EXTRACTED DATA =
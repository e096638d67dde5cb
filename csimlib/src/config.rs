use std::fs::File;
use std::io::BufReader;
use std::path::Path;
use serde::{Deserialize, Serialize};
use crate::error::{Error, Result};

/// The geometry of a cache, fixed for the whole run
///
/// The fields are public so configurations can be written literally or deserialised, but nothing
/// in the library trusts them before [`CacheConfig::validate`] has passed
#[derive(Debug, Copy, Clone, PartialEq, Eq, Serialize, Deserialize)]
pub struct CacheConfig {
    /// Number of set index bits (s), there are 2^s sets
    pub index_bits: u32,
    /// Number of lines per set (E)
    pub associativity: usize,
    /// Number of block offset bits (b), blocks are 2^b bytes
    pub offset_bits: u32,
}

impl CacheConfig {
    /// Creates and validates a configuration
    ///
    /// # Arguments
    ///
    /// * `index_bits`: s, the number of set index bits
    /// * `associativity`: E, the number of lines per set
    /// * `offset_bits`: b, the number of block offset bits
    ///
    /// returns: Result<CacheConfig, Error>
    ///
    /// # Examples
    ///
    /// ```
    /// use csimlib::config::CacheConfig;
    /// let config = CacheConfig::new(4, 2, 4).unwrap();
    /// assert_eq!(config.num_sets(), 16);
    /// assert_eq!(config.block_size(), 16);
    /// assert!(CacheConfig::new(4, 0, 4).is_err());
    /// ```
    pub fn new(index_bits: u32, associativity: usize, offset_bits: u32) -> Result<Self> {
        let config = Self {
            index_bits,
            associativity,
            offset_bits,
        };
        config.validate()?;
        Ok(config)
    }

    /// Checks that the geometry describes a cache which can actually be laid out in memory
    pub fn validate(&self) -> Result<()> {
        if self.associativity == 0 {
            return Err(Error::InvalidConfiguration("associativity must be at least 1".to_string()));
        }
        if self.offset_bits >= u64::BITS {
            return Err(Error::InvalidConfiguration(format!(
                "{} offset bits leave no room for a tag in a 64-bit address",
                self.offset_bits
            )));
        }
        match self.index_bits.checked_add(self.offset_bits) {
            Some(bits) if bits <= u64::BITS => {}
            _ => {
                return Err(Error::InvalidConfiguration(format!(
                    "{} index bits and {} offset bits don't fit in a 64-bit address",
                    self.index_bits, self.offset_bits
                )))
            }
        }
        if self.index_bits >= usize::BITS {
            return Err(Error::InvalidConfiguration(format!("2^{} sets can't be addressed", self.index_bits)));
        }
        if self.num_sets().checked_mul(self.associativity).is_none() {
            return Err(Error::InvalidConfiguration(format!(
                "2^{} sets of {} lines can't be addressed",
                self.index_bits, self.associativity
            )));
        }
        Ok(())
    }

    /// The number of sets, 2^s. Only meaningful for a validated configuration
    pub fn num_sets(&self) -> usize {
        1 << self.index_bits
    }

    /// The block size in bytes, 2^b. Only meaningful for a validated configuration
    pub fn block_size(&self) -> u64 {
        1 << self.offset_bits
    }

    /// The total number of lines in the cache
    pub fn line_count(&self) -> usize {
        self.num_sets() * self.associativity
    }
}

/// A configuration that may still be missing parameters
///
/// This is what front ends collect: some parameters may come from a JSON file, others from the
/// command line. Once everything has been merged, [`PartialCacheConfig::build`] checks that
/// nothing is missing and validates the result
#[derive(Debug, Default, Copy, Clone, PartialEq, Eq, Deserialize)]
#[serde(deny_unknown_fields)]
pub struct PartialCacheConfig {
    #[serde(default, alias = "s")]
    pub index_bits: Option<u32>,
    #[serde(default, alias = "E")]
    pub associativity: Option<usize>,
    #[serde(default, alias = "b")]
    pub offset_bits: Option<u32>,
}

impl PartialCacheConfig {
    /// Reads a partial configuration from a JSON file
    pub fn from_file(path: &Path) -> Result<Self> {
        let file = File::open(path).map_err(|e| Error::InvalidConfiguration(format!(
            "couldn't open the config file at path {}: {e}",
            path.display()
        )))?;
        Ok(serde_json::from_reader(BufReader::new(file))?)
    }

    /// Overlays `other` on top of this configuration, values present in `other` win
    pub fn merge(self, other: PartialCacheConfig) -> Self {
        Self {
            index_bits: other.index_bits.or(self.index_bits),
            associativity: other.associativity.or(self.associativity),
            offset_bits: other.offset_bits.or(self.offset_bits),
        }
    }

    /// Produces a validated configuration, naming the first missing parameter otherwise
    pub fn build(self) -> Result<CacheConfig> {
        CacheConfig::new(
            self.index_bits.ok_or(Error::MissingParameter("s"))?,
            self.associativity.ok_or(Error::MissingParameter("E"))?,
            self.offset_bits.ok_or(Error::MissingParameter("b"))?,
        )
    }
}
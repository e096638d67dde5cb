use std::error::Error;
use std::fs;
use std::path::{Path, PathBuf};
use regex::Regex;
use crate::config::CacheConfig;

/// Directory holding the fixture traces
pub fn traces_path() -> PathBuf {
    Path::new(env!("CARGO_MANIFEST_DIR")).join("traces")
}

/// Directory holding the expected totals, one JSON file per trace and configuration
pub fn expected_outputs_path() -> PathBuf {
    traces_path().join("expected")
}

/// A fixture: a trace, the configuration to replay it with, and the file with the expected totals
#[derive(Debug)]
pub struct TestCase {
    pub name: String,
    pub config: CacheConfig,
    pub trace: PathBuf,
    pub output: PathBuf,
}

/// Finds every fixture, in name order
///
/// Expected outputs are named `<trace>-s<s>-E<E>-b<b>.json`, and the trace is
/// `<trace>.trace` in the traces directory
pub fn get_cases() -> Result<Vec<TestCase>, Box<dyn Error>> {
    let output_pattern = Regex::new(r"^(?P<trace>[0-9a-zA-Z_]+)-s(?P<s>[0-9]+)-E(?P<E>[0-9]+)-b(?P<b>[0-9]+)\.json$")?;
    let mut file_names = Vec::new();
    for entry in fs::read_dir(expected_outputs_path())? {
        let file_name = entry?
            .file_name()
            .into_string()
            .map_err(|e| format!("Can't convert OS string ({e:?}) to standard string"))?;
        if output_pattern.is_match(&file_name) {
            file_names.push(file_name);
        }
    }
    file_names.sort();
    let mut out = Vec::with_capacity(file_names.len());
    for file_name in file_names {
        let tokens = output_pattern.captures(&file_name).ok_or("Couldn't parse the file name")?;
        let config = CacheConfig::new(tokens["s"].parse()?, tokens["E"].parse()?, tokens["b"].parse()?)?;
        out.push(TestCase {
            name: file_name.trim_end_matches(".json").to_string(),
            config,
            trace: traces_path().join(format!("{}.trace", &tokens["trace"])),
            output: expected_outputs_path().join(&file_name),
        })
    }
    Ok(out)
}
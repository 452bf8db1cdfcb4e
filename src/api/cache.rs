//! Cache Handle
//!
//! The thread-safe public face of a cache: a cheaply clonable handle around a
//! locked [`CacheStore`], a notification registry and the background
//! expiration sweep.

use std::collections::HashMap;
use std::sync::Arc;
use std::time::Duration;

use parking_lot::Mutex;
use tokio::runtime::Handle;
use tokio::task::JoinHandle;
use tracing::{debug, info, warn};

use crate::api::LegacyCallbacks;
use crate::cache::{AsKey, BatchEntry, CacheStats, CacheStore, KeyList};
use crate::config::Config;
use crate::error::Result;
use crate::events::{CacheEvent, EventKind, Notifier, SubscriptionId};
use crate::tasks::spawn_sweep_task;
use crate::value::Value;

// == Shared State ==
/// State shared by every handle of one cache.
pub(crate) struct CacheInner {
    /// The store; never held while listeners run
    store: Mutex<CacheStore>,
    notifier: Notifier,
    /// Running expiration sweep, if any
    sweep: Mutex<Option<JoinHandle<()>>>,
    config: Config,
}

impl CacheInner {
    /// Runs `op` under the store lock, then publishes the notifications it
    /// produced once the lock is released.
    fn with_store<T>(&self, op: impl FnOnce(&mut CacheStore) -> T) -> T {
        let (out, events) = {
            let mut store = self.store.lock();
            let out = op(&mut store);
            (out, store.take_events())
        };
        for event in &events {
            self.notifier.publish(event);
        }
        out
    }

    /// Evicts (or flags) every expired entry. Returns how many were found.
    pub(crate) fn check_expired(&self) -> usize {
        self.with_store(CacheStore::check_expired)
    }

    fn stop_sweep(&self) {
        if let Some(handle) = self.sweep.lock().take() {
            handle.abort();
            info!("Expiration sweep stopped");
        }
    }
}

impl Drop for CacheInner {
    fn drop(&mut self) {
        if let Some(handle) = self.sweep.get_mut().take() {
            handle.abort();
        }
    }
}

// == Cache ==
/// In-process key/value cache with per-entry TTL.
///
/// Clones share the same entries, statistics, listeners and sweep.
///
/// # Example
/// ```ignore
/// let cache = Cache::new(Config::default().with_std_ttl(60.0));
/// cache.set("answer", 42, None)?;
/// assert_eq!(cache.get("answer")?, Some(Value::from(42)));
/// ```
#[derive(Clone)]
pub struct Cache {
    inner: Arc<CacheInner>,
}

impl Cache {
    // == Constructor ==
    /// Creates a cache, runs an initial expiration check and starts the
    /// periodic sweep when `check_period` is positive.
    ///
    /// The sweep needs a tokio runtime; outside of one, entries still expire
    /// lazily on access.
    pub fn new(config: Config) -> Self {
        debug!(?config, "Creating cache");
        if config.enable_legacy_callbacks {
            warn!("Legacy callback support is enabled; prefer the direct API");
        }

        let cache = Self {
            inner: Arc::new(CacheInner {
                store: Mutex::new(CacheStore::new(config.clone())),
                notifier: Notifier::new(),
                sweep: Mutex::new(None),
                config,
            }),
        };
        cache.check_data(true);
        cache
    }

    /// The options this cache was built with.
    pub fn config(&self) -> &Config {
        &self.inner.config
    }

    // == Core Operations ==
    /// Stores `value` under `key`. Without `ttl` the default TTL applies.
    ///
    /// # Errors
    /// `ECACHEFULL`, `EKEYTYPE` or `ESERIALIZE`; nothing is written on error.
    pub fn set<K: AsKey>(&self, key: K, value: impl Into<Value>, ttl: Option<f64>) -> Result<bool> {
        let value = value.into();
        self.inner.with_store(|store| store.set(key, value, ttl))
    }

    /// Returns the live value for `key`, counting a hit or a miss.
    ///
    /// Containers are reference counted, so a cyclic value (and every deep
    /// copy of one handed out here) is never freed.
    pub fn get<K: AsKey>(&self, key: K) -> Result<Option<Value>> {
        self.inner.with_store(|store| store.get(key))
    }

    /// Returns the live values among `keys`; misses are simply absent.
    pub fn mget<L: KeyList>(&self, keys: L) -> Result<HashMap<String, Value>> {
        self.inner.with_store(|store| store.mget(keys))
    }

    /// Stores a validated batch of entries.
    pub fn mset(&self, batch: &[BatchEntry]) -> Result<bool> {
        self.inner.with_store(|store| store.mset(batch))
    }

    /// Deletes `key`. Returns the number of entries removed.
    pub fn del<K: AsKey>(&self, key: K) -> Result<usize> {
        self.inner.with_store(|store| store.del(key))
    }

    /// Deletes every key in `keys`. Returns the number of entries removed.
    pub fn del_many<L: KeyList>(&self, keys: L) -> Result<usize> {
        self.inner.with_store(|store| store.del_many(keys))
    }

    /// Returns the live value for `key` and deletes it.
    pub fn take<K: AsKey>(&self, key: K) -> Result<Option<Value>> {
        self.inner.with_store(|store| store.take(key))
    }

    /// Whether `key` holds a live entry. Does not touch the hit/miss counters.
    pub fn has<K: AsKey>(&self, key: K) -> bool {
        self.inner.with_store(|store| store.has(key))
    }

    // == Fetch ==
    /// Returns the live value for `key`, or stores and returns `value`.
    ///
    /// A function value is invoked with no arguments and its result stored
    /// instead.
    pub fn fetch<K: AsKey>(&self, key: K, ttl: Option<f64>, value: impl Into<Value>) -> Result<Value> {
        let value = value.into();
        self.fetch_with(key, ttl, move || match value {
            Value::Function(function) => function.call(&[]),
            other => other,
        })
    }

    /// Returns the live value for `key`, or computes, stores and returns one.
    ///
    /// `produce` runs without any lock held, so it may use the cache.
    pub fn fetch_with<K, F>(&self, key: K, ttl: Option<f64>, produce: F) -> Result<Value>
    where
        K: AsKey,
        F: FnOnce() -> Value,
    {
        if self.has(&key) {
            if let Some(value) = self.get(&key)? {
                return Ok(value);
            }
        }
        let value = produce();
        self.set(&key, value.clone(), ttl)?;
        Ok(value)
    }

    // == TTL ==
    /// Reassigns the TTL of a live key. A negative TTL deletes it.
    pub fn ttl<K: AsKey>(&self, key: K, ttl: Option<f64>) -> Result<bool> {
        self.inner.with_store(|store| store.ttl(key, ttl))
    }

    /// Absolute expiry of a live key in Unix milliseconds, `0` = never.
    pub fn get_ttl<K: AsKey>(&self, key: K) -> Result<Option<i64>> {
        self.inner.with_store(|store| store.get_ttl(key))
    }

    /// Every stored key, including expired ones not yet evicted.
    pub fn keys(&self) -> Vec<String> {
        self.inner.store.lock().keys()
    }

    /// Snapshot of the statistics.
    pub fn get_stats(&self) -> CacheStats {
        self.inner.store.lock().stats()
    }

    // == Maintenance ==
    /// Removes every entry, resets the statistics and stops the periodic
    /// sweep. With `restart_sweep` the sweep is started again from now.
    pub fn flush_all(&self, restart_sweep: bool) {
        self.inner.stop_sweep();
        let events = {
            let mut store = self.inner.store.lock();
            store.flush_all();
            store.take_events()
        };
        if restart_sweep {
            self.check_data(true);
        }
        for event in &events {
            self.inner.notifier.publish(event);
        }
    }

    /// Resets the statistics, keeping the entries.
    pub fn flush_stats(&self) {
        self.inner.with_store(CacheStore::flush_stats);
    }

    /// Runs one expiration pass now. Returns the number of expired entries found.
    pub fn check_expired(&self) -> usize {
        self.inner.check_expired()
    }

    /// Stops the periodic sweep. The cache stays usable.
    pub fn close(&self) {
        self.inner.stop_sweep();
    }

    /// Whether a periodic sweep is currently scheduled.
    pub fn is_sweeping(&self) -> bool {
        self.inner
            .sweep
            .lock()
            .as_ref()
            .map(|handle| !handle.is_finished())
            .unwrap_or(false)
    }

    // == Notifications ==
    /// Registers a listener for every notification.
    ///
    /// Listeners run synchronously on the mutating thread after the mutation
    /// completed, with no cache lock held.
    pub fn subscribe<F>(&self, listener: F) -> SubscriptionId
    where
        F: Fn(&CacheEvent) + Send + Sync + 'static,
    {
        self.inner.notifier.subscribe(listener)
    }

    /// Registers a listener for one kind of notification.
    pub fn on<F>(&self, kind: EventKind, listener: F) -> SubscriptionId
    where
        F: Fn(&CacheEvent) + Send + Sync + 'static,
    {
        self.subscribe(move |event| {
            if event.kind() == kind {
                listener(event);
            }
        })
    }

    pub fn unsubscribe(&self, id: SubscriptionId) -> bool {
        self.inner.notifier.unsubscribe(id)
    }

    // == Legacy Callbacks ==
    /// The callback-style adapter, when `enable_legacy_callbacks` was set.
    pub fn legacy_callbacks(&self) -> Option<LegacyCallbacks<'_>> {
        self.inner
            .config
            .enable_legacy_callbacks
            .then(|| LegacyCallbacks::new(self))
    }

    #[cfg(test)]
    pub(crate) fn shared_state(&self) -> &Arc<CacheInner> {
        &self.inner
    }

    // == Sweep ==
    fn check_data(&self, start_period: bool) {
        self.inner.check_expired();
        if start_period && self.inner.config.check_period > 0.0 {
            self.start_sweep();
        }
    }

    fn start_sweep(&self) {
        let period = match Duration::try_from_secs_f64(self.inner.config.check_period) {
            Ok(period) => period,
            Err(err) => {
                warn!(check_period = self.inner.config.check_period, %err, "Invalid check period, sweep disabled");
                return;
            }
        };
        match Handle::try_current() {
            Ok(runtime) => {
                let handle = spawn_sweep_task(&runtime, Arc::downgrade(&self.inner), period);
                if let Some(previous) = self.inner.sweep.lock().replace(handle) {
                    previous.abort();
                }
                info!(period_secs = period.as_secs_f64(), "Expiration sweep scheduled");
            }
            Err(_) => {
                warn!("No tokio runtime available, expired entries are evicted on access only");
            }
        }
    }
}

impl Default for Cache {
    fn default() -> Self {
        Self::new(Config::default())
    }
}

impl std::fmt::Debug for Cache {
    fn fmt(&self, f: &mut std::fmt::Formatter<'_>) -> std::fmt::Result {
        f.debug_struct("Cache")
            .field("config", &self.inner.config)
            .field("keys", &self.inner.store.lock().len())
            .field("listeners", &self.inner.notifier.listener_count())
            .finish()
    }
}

REQUIREMENT = The required output is a copy of each line in the records where the string "Creates" occurs.

YOUR RESPONSE =
    /// Creates and validates a configuration
    /// Creates a cache, runs an initial expiration check and starts the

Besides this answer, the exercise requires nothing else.